Under the CGIAR Research Program on Climate Change, Agriculture and Food Security, teams headed by Rainforest Alliance climate expert Martin Noponen and IITA’s Laurence Jassogne have come up with different packages of climate-smart practices depending on the needs of particular farms. Some farms would need to plant more trees to provide necessary shade for cacao plants, while others may have no other choice but to cultivate other crops. The creation of the packages followed field visits to cocoa-producing communities, consultations with local residents and leaders, and assessments of how the changing climate is predicted to affect these areas.

The packages are part of the training that Rainforest Alliance will provide to cocoa farmers going forward. This is to ensure they are meeting the climate criteria set by the Sustainable Agriculture Network Standard, which seeks to conserve biodiversity and improve the well-being of people in the rural areas. By adhering to the criteria, farms receive the famous green frog seal, which may raise incomes for growers due to higher prices that products using certified cacao command.

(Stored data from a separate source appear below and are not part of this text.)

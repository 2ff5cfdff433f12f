//! Viewer stream encoding.
//!
//! Frames are JPEG-encoded and framed as `multipart/x-mixed-replace` parts with
//! the boundary `frame`. When no source frame is available the viewer gets a
//! placeholder image instead of a broken stream.

use anyhow::{Context, Result};
use image::codecs::jpeg::JpegEncoder;
use image::{imageops, Rgb, RgbImage};
use std::sync::{Arc, OnceLock};
use std::time::Duration;

use crate::frame::{Frame, FrameSubscription, RecvOutcome};

pub const BOUNDARY: &str = "frame";
pub const CONTENT_TYPE: &str = "multipart/x-mixed-replace; boundary=frame";

const PLACEHOLDER_WIDTH: u32 = 640;
const PLACEHOLDER_HEIGHT: u32 = 480;

#[derive(Clone, Debug)]
pub struct StreamConfig {
    /// Wider frames are downscaled, keeping the aspect ratio.
    pub max_width: u32,
    pub jpeg_quality: u8,
    /// Consecutive empty polls before the viewer stream ends.
    pub max_empty_polls: u32,
    pub poll_timeout: Duration,
}

impl Default for StreamConfig {
    fn default() -> Self {
        Self {
            max_width: 800,
            jpeg_quality: 70,
            max_empty_polls: 10,
            poll_timeout: Duration::from_secs(2),
        }
    }
}

/// JPEG-encode `image` at `quality` (1..=100).
pub fn encode_jpeg(image: &RgbImage, quality: u8) -> Result<Vec<u8>> {
    let mut out = Vec::new();
    JpegEncoder::new_with_quality(&mut out, quality.clamp(1, 100))
        .encode_image(image)
        .context("jpeg encode")?;
    Ok(out)
}

/// Wrap one JPEG in multipart part framing.
pub fn multipart_part(jpeg: &[u8]) -> Vec<u8> {
    let mut part = Vec::with_capacity(jpeg.len() + 64);
    part.extend_from_slice(b"--");
    part.extend_from_slice(BOUNDARY.as_bytes());
    part.extend_from_slice(b"\r\nContent-Type: image/jpeg\r\n\r\n");
    part.extend_from_slice(jpeg);
    part.extend_from_slice(b"\r\n");
    part
}

#[derive(Clone, Debug)]
pub struct StreamEncoder {
    config: StreamConfig,
    placeholder: Arc<OnceLock<Vec<u8>>>,
}

impl StreamEncoder {
    pub fn new(config: StreamConfig) -> Self {
        Self {
            config,
            placeholder: Arc::new(OnceLock::new()),
        }
    }

    pub fn config(&self) -> &StreamConfig {
        &self.config
    }

    /// Viewer-sized JPEG of `frame`.
    pub fn encode(&self, frame: &Frame) -> Result<Vec<u8>> {
        let image = frame.image();
        if self.config.max_width > 0 && image.width() > self.config.max_width {
            let scale = self.config.max_width as f64 / image.width() as f64;
            let height = ((image.height() as f64 * scale) as u32).max(1);
            let resized = imageops::resize(
                image,
                self.config.max_width,
                height,
                imageops::FilterType::Triangle,
            );
            encode_jpeg(&resized, self.config.jpeg_quality)
        } else {
            encode_jpeg(image, self.config.jpeg_quality)
        }
    }

    pub fn encode_part(&self, frame: &Frame) -> Result<Vec<u8>> {
        Ok(multipart_part(&self.encode(frame)?))
    }

    /// Placeholder JPEG shown while no source frame is available.
    pub fn placeholder(&self) -> &[u8] {
        self.placeholder.get_or_init(|| {
            encode_jpeg(&placeholder_image(), self.config.jpeg_quality).unwrap_or_else(|err| {
                log::error!("placeholder encode failed: {:#}", err);
                Vec::new()
            })
        })
    }

    pub fn placeholder_part(&self) -> Vec<u8> {
        multipart_part(self.placeholder())
    }

    /// Parts for one viewer, starting from `current` (or a placeholder).
    pub fn viewer_stream(
        &self,
        subscription: FrameSubscription,
        current: Option<Arc<Frame>>,
    ) -> ViewerStream {
        ViewerStream {
            encoder: self.clone(),
            subscription,
            pending: Some(current),
            empty_polls: 0,
        }
    }
}

impl Default for StreamEncoder {
    fn default() -> Self {
        Self::new(StreamConfig::default())
    }
}

/// Dark frame with a striped border.
fn placeholder_image() -> RgbImage {
    RgbImage::from_fn(PLACEHOLDER_WIDTH, PLACEHOLDER_HEIGHT, |x, y| {
        let edge = x < 8 || y < 8 || x >= PLACEHOLDER_WIDTH - 8 || y >= PLACEHOLDER_HEIGHT - 8;
        if edge && (x + y) / 16 % 2 == 0 {
            Rgb([200, 160, 0])
        } else {
            Rgb([24, 24, 24])
        }
    })
}

/// Iterator of multipart parts for one viewer.
///
/// Ends when the distributor closes or after `max_empty_polls` consecutive
/// empty polls; each empty poll yields a placeholder part.
pub struct ViewerStream {
    encoder: StreamEncoder,
    subscription: FrameSubscription,
    pending: Option<Option<Arc<Frame>>>,
    empty_polls: u32,
}

impl ViewerStream {
    pub fn empty_polls(&self) -> u32 {
        self.empty_polls
    }

    fn frame_part(&self, frame: &Frame) -> Vec<u8> {
        match self.encoder.encode_part(frame) {
            Ok(part) => part,
            Err(err) => {
                log::warn!("viewer frame #{} not encodable: {:#}", frame.sequence(), err);
                self.encoder.placeholder_part()
            }
        }
    }
}

impl Iterator for ViewerStream {
    type Item = Vec<u8>;

    fn next(&mut self) -> Option<Vec<u8>> {
        if let Some(initial) = self.pending.take() {
            return Some(match initial {
                Some(frame) => self.frame_part(&frame),
                None => self.encoder.placeholder_part(),
            });
        }
        let max_empty = self.encoder.config.max_empty_polls;
        if self.empty_polls >= max_empty {
            return None;
        }
        match self.subscription.recv_timeout(self.encoder.config.poll_timeout) {
            RecvOutcome::Frame(frame) => {
                self.empty_polls = 0;
                Some(self.frame_part(&frame))
            }
            RecvOutcome::Empty => {
                self.empty_polls += 1;
                log::warn!("viewer queue empty ({}/{})", self.empty_polls, max_empty);
                if self.empty_polls >= max_empty {
                    log::error!("viewer stream ended: no frames");
                }
                Some(self.encoder.placeholder_part())
            }
            RecvOutcome::Closed => None,
        }
    }
}

#[cfg(test)]
mod tests {
    use super::*;
    use crate::frame::FrameDistributor;

    fn fast_encoder() -> StreamEncoder {
        StreamEncoder::new(StreamConfig {
            max_empty_polls: 2,
            poll_timeout: Duration::from_millis(5),
            ..StreamConfig::default()
        })
    }

    #[test]
    fn part_framing() {
        let part = multipart_part(b"JPEG");
        assert_eq!(part, b"--frame\r\nContent-Type: image/jpeg\r\n\r\nJPEG\r\n".to_vec());
    }

    #[test]
    fn wide_frames_are_downscaled() -> Result<()> {
        let encoder = StreamEncoder::default();
        let frame = Frame::new(RgbImage::from_pixel(1600, 900, Rgb([90, 90, 90])), 1);
        let jpeg = encoder.encode(&frame)?;
        let decoded = image::load_from_memory(&jpeg)?;
        assert_eq!((decoded.width(), decoded.height()), (800, 450));
        Ok(())
    }

    #[test]
    fn placeholder_is_a_jpeg() -> Result<()> {
        let encoder = StreamEncoder::default();
        let decoded = image::load_from_memory(encoder.placeholder())?;
        assert_eq!((decoded.width(), decoded.height()), (640, 480));
        Ok(())
    }

    #[test]
    fn viewer_stream_starts_with_placeholder_and_ends_after_empty_polls() {
        let distributor = FrameDistributor::new(3);
        let encoder = fast_encoder();
        let mut stream = encoder.viewer_stream(distributor.subscribe(), None);
        let placeholder = encoder.placeholder_part();

        assert_eq!(stream.next(), Some(placeholder.clone()));
        distributor.publish(Arc::new(Frame::new(RgbImage::new(4, 4), 1)));
        let part = stream.next().expect("frame part");
        assert_ne!(part, placeholder);

        assert_eq!(stream.next(), Some(placeholder.clone()));
        assert_eq!(stream.next(), Some(placeholder));
        assert_eq!(stream.empty_polls(), 2);
        assert!(stream.next().is_none());
    }

    #[test]
    fn viewer_stream_ends_when_distributor_closes() {
        let distributor = FrameDistributor::new(3);
        let current = Arc::new(Frame::new(RgbImage::new(4, 4), 7));
        let mut stream = fast_encoder().viewer_stream(distributor.subscribe(), Some(current));
        assert!(stream.next().is_some());
        distributor.close();
        assert!(stream.next().is_none());
    }
}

Also, following a push by Rainforest Alliance, there’s now an informal working group on climate action in agriculture focusing on CSA within the ISEAL Alliance, the global association of organizations that certify farms for meeting desirable environmental, social, and economic standards. The working group is a first for ISEAL in relation to climate change.

A cacao farmer in Ghana. Photo by: Christian Bunn / CIAT

Last year, Rainforest Alliance approached ISEAL about the possibility of creating a climate-smart agriculture working group, where it can share lessons learned from the project with its peers. At the start of 2017, ISEAL heeded Rainforest Alliance’s call. Although the committee isn’t official yet, a work plan is being developed. In August, ISEAL hosted a webinar where Bunn, together with Rainforest Alliance’s Martin Noponen and Hélène Roy, made a detailed presentation of the project, including outputs, CSA packages, and mapping of climate risks facing Ghana’s cocoa-producing regions.

“We’re looking to share learnings across the ISEAL community around this [climate-smart agriculture], and across ISEAL members and standards,” David D’Hollander, policy and outreach coordinator at ISEAL, said during the webinar.

This milestone means another step closer to the consortium’s goal of reaching Ghana’s 800,000 cocoa producers to prevent what could be a threatening scenario for the industry in the coming decades.

In addition, Rainforest Alliance is collaborating with the World Cocoa Foundation to develop a series of climate-smart training add-ons using the CCAFS-developed climate-smart packages. The add-ons would complement the foundation’s updated cocoa extension service training that was jointly developed with Ghana Cocoa Board, or Cocobod, a government-controlled institution that fixes the price of cocoa and sells farm inputs. The training modules aim to provide extension workers or lead farmers with guidance on how and what to communicate and recommend to other farmers depending on the climate change-related risk they face.

“Once we start implementing this information into the broadly accepted sector-wide harmonized training and are able to scale this with the many involved stakeholders going forward, I think the project will have a large positive impact on productivity and resilience through addressing specific climate hazards in Ghana,” said Noponen.